The Emergence of D'haquille Williams and the Effect on Sammy Coates
Even though Williams had never stepped foot on the field as a Tiger, we were all expecting BIG things. I have really tempered my expectations of the "next big thing". I was impressed with Duke. Really impressed. Though it was easy to be happy after seeing him abuse his fellow teammates in the secondary on a fade catch, it was the rest of the game I was interested to see. How would he do in space? Would he have a connection with Marshall? Lastly, what would Coates do under that type of pressure? The answer is one I am very excited to report. Williams was all over the field once the coaching staff made him full time first team. He was all over the field at that point. One play in particular stands out: Marshall scrambled out of the pocket and away from most of his receivers. He found Williams streaking in a dig route. Not only was the pass excellent, but the over all timing and skill that Williams showcased to get the ball and make a move up field. It was obvious from that moment on that Marshall and Williams already have a connection. 

Then there are the intangibles. After William's TD, he showed a love and energy for the crowd, who loved him right back. He was in the endzone. He was in the stands. The crowd loved it. 

The other intangible he brings is the pressure on Coates to become a more complete player. I believe he has done just that. Coates was able to do his thing...finding the long ball....but he was also a threat in the intermediate passing game, where he has been uncomfortable in the past. The emergence of Williams will strengthen his resolve to be more than a deep threat. He will have to. 

How Little Will We See Marshall

We saw enough, which was more than I thought we would see. Marshall played much of the first half, though he was done by halfway through the second quarter, giving up snaps to Johnson.
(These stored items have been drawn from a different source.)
//! End-to-end tests: discover → extract → rank → select → render on temp repos.

use std::collections::BTreeSet;
use std::fs;
use std::path::{Path, PathBuf};
use std::sync::Arc;

use ctxmap_core::{MapConfig, MapError};
use ctxmap_engine::language::LanguageRegistry;
use ctxmap_engine::tokens::{CharEstimate, TokenCounter};
use ctxmap_engine::walker::ExclusionReason;
use ctxmap_engine::{FindRequest, MapRequest, RepoMapper, NO_DEFINITIONS, NO_SUPPORTED_FILES};

const MODELS: &str = "\
class User:
    def __init__(self, name):
        self.name = name
";

const UTILS: &str = "\
def format_name(name):
    return name.title()
";

const MAIN: &str = "\
from models import User
from utils import format_name


def main():
    user = User(format_name(\"ada\"))
    admin = User(\"root\")
    return user, admin
";

fn make_repo(files: &[(&str, &str)]) -> tempfile::TempDir {
    let dir = tempfile::tempdir().unwrap();
    for (rel, content) in files {
        let path = dir.path().join(rel);
        if let Some(parent) = path.parent() {
            fs::create_dir_all(parent).unwrap();
        }
        fs::write(path, content).unwrap();
    }
    dir
}

fn make_python_repo() -> tempfile::TempDir {
    make_repo(&[
        ("main.py", MAIN),
        ("utils.py", UTILS),
        ("models.py", MODELS),
    ])
}

fn make_mapper(root: &Path) -> RepoMapper {
    RepoMapper::new(root, Arc::new(LanguageRegistry::with_defaults())).unwrap()
}

fn chat(files: &[&str]) -> BTreeSet<String> {
    files.iter().map(|f| f.to_string()).collect()
}

fn map_with(mapper: &RepoMapper, request: MapRequest) -> String {
    mapper.get_repo_map(&request).unwrap().0
}

#[test]
fn chat_file_ranks_first_and_generous_budget_covers_all_files() {
    let repo = make_python_repo();
    let mapper = make_mapper(repo.path());

    let map = map_with(
        &mapper,
        MapRequest {
            chat_fnames: chat(&["main.py"]),
            max_tokens: Some(10_000),
            ..MapRequest::default()
        },
    );

    assert!(map.starts_with("main.py:\n(Rank value: "), "{map}");
    for file in ["main.py:", "utils.py:", "models.py:"] {
        assert!(map.contains(file), "missing {file} in:\n{map}");
    }
    assert!(map.contains("│def main():"), "{map}");
    assert!(map.contains("│class User:"), "{map}");
    assert!(map.contains("│def format_name(name):"), "{map}");
}

#[test]
fn tight_budget_keeps_a_strict_subset_led_by_the_chat_file() {
    let repo = make_python_repo();
    let mapper = make_mapper(repo.path());
    let request = |max_tokens| MapRequest {
        chat_fnames: chat(&["main.py"]),
        max_tokens: Some(max_tokens),
        ..MapRequest::default()
    };

    let full = map_with(&mapper, request(10_000));
    let full_tokens = CharEstimate.count_tokens(&full);
    let tight = map_with(&mapper, request(full_tokens - 1));

    assert!(!tight.is_empty());
    assert!(tight.len() < full.len(), "{tight}");
    assert!(tight.starts_with("main.py:"), "{tight}");
    assert!(CharEstimate.count_tokens(&tight) < full_tokens);

    let present = ["main.py:", "utils.py:", "models.py:"]
        .iter()
        .filter(|f| tight.contains(*f))
        .count();
    assert!(present < 3, "{tight}");
}

#[test]
fn maps_are_deterministic() {
    let repo = make_python_repo();
    let mapper = make_mapper(repo.path());
    let request = MapRequest {
        chat_fnames: chat(&["main.py"]),
        mentioned_idents: chat(&["User"]),
        max_tokens: Some(40),
        ..MapRequest::default()
    };

    let first = mapper.get_repo_map(&request).unwrap();
    let second = mapper.get_repo_map(&request).unwrap();
    assert_eq!(first, second);
}

#[test]
fn larger_budgets_never_show_fewer_lines() {
    let repo = make_python_repo();
    let mapper = make_mapper(repo.path());

    let mut previous = 0;
    for budget in [0, 5, 15, 25, 35, 50, 80, 1000] {
        let map = map_with(
            &mapper,
            MapRequest {
                max_tokens: Some(budget),
                ..MapRequest::default()
            },
        );
        assert!(CharEstimate.count_tokens(&map) <= budget, "budget {budget}:\n{map}");

        let shown = map.matches('│').count();
        assert!(shown >= previous, "budget {budget} showed {shown} < {previous}");
        previous = shown;
    }
    assert!(previous > 0);
}

#[test]
fn zero_budget_renders_empty_map() {
    let repo = make_python_repo();
    let mapper = make_mapper(repo.path());
    let map = map_with(
        &mapper,
        MapRequest {
            max_tokens: Some(0),
            ..MapRequest::default()
        },
    );
    assert_eq!(map, "");
}

#[test]
fn configured_budget_applies_when_request_has_none() {
    let repo = make_python_repo();
    let mut config = MapConfig::default();
    config.map.max_map_tokens = 0;
    let mapper = make_mapper(repo.path()).with_config(config).unwrap();

    assert_eq!(map_with(&mapper, MapRequest::default()), "");
}

#[test]
fn invalid_config_is_rejected() {
    let repo = make_python_repo();
    let mut config = MapConfig::default();
    config.ranking.chat_seed_weight = -0.5;

    let result = make_mapper(repo.path()).with_config(config);
    assert!(matches!(result, Err(MapError::Config(msg)) if msg.contains("chat_seed_weight")));
}

#[test]
fn custom_token_counter_is_used() {
    let repo = make_python_repo();
    let mapper = make_mapper(repo.path()).with_token_counter(|text: &str| text.lines().count());

    let map = map_with(
        &mapper,
        MapRequest {
            max_tokens: Some(6),
            ..MapRequest::default()
        },
    );
    assert!(!map.is_empty());
    assert!(map.lines().count() <= 6, "{map}");
}

#[test]
fn find_user_returns_definition_and_references() {
    let repo = make_python_repo();
    let mapper = make_mapper(repo.path());

    let nav = mapper
        .find_symbol(
            "User",
            &FindRequest {
                source_file: Some(PathBuf::from("main.py")),
                ..FindRequest::default()
            },
        )
        .unwrap();

    assert!(nav.found());
    assert_eq!(nav.kind, "class");
    assert_eq!(nav.definitions.len(), 1);
    assert_eq!(nav.definitions[0].file, "models.py");
    assert_eq!(nav.definitions[0].line, 1);
    assert_eq!(nav.definitions[0].snippet, "class User:");

    let ref_files: BTreeSet<&str> = nav.references.iter().map(|r| r.file.as_str()).collect();
    assert_eq!(ref_files, BTreeSet::from(["main.py"]));
    let mut ref_lines: Vec<usize> = nav.references.iter().map(|r| r.line).collect();
    ref_lines.sort_unstable();
    assert_eq!(ref_lines, vec![1, 6, 7]);

    let text = nav.render(true);
    assert!(text.contains("Symbol      : User (class)"), "{text}");
    assert!(text.contains("Source file : main.py"), "{text}");
    assert!(text.contains("models.py:\n│class User:"), "{text}");
}

#[test]
fn missing_symbol_is_not_an_error() {
    let repo = make_python_repo();
    let mapper = make_mapper(repo.path());

    let nav = mapper.find_symbol("Ghost", &FindRequest::default()).unwrap();
    assert!(!nav.found());
    assert!(nav.definitions.is_empty());
    assert!(nav.references.is_empty());
    assert_eq!(nav.render(true), "Symbol 'Ghost' not found.");
}

#[test]
fn find_symbols_resolves_many_names_at_once() {
    let repo = make_python_repo();
    let mapper = make_mapper(repo.path());
    let names = vec![
        "format_name".to_string(),
        "User".to_string(),
        "Ghost".to_string(),
    ];

    let result = mapper.find_symbols(&names, &FindRequest::default()).unwrap();
    assert_eq!(result.len(), 3);
    assert_eq!(result.found_symbols(), vec!["format_name", "User"]);
    assert_eq!(result.not_found_symbols(), vec!["Ghost"]);
    assert_eq!(result.get("format_name").unwrap().kind, "function");

    let text = result.render(false);
    assert!(text.contains("Symbols found (2/3):"), "{text}");
    assert!(text.contains("Definitions (2 total, 2 files)"), "{text}");
}

#[test]
fn find_excludes_skip_files() {
    let repo = make_python_repo();
    let mapper = make_mapper(repo.path());

    let nav = mapper
        .find_symbol(
            "User",
            &FindRequest {
                excludes: vec!["models.py".to_string()],
                ..FindRequest::default()
            },
        )
        .unwrap();
    assert!(nav.definitions.is_empty());
    assert!(nav.references.iter().all(|r| r.file == "main.py"));
    assert!(!nav.references.is_empty());
}

#[test]
fn files_outside_the_root_keep_distinct_sections() {
    let repo = make_repo(&[("keep.py", "def keep():\n    pass\n")]);
    let outside = make_repo(&[
        ("x/m.py", "def alpha():\n    pass\n"),
        ("y/m.py", "def beta():\n    pass\n"),
    ]);
    let mapper = make_mapper(repo.path());

    let map = map_with(
        &mapper,
        MapRequest {
            paths: vec![outside.path().join("x/m.py"), outside.path().join("y/m.py")],
            max_tokens: Some(10_000),
            ..MapRequest::default()
        },
    );
    assert!(map.contains("def alpha"), "{map}");
    assert!(map.contains("def beta"), "{map}");

    let headers: Vec<&str> = map.lines().filter(|l| l.ends_with("m.py:")).collect();
    assert_eq!(headers.len(), 2, "{map}");
    assert_ne!(headers[0], headers[1]);
}

#[test]
fn excludes_remove_files_from_the_map() {
    let repo = make_repo(&[
        ("main.py", MAIN),
        ("utils.py", UTILS),
        ("models.py", MODELS),
        ("vendor/lib.py", "def vendored():\n    pass\n"),
    ]);
    let mapper = make_mapper(repo.path());

    let map = map_with(
        &mapper,
        MapRequest {
            excludes: vec!["utils.py".to_string()],
            max_tokens: Some(10_000),
            ..MapRequest::default()
        },
    );
    assert!(!map.contains("utils.py"), "{map}");
    assert!(!map.contains("vendored"), "{map}");
    assert!(map.contains("models.py:"), "{map}");
}

#[test]
fn explicit_paths_limit_the_scan() {
    let repo = make_python_repo();
    let mapper = make_mapper(repo.path());

    let map = map_with(
        &mapper,
        MapRequest {
            paths: vec![PathBuf::from("models.py")],
            max_tokens: Some(10_000),
            ..MapRequest::default()
        },
    );
    assert!(map.starts_with("models.py:"), "{map}");
    assert!(!map.contains("main.py"), "{map}");
}

#[test]
fn unsupported_files_only() {
    let repo = make_repo(&[("README.md", "# Hello\n"), ("notes.txt", "todo\n")]);
    let mapper = make_mapper(repo.path());

    let (map, report) = mapper.get_repo_map(&MapRequest::default()).unwrap();
    assert_eq!(map, NO_SUPPORTED_FILES);
    assert_eq!(report.total_files_considered, 2);
    assert_eq!(
        report.excluded.get("README.md"),
        Some(&ExclusionReason::UnsupportedLanguage)
    );
}

#[test]
fn files_without_definitions() {
    let repo = make_repo(&[("script.py", "print('hi')\n")]);
    let mapper = make_mapper(repo.path());

    let (map, report) = mapper.get_repo_map(&MapRequest::default()).unwrap();
    assert_eq!(map, NO_DEFINITIONS);
    assert_eq!(report.definition_matches, 0);
    assert_eq!(report.reference_matches, 1);
}

#[test]
fn report_records_soft_exclusions() {
    let repo = make_repo(&[
        ("models.py", MODELS),
        ("blob.py", "\0\0\0binary"),
        ("docs/guide.md", "# Guide\n"),
    ]);
    let mapper = make_mapper(repo.path());

    let (map, report) = mapper.get_repo_map(&MapRequest::default()).unwrap();
    assert!(map.contains("models.py:"), "{map}");
    assert_eq!(report.total_files_considered, 3);
    assert_eq!(report.excluded["blob.py"], ExclusionReason::DecodeError);
    assert_eq!(report.excluded["docs/guide.md"], ExclusionReason::UnsupportedLanguage);
    assert_eq!(report.definition_matches, 2);

    let json = serde_json::to_value(&report).unwrap();
    assert_eq!(json["excluded"]["blob.py"], "decode error");
    assert_eq!(json["totalFilesConsidered"], 3);
}

#[test]
fn oversized_files_are_excluded() {
    let repo = make_repo(&[("models.py", MODELS)]);
    let mut config = MapConfig::default();
    config.map.max_file_size = 8;
    let mapper = make_mapper(repo.path()).with_config(config).unwrap();

    let (map, report) = mapper.get_repo_map(&MapRequest::default()).unwrap();
    assert_eq!(map, NO_SUPPORTED_FILES);
    assert_eq!(report.excluded["models.py"], ExclusionReason::TooLarge);
}

#[test]
fn mixed_languages_share_one_map() {
    let repo = make_repo(&[
        ("src/lib.rs", "pub fn parse_config() -> u32 {\n    42\n}\n"),
        ("web/app.ts", "export function render(): void {\n  console.log('x');\n}\n"),
        ("tool.go", "package main\n\nfunc Run() {\n}\n"),
    ]);
    let mapper = make_mapper(repo.path());

    let map = map_with(
        &mapper,
        MapRequest {
            max_tokens: Some(10_000),
            ..MapRequest::default()
        },
    );
    assert!(map.contains("src/lib.rs:"), "{map}");
    assert!(map.contains("web/app.ts:"), "{map}");
    assert!(map.contains("tool.go:"), "{map}");
}

#[test]
fn invalid_roots_are_rejected() {
    let missing = RepoMapper::new(
        "/definitely/not/a/real/ctxmap/root",
        Arc::new(LanguageRegistry::with_defaults()),
    );
    assert!(matches!(missing, Err(MapError::PathNotFound(_))));

    let repo = make_python_repo();
    let file_root = RepoMapper::new(
        repo.path().join("main.py"),
        Arc::new(LanguageRegistry::with_defaults()),
    );
    assert!(matches!(file_root, Err(MapError::NotADirectory(_))));
}

#[test]
fn missing_input_path_is_an_error() {
    let repo = make_python_repo();
    let mapper = make_mapper(repo.path());

    let result = mapper.get_repo_map(&MapRequest {
        paths: vec![PathBuf::from("nope")],
        ..MapRequest::default()
    });
    assert!(matches!(result, Err(MapError::PathNotFound(_))));
}

#[test]
fn registry_is_shared_across_mappers() {
    let registry = Arc::new(LanguageRegistry::with_defaults());
    let a = make_python_repo();
    let b = make_python_repo();

    let first = RepoMapper::new(a.path(), Arc::clone(&registry)).unwrap();
    let second = RepoMapper::new(b.path(), Arc::clone(&registry)).unwrap();

    let request = MapRequest {
        chat_fnames: chat(&["main.py"]),
        ..MapRequest::default()
    };
    assert_eq!(
        first.get_repo_map(&request).unwrap().0,
        second.get_repo_map(&request).unwrap().0
    );
    assert_eq!(Arc::strong_count(&registry), 3);
}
The good news is, we all saw what we needed to see. Though he didn't hit the first couple of passes JUST right, the media has done a good job portraying these passes as misfires. Let's not forget that both were caught, albeit out of bounds, but were 2 feet from being home-runs from the first snap of the game. The 20MPH wind did him zero good. To me, Marshall looked fantastic. He was composed. He hit the checkdowns. He made big time throws. Johnson, however, clearly looked like he knew he was a #2. For the first half, he looked a little too relaxed. He had no drive or urgency. I can't say I blame the kid. In the 2nd half, however, he looked much better. 

How Will the Line Replace Greg Robinson

With more talent, it would seem. The line isn't a finished product, but it pushed the 2nd team defense all over the field, leading to 7 straight scores.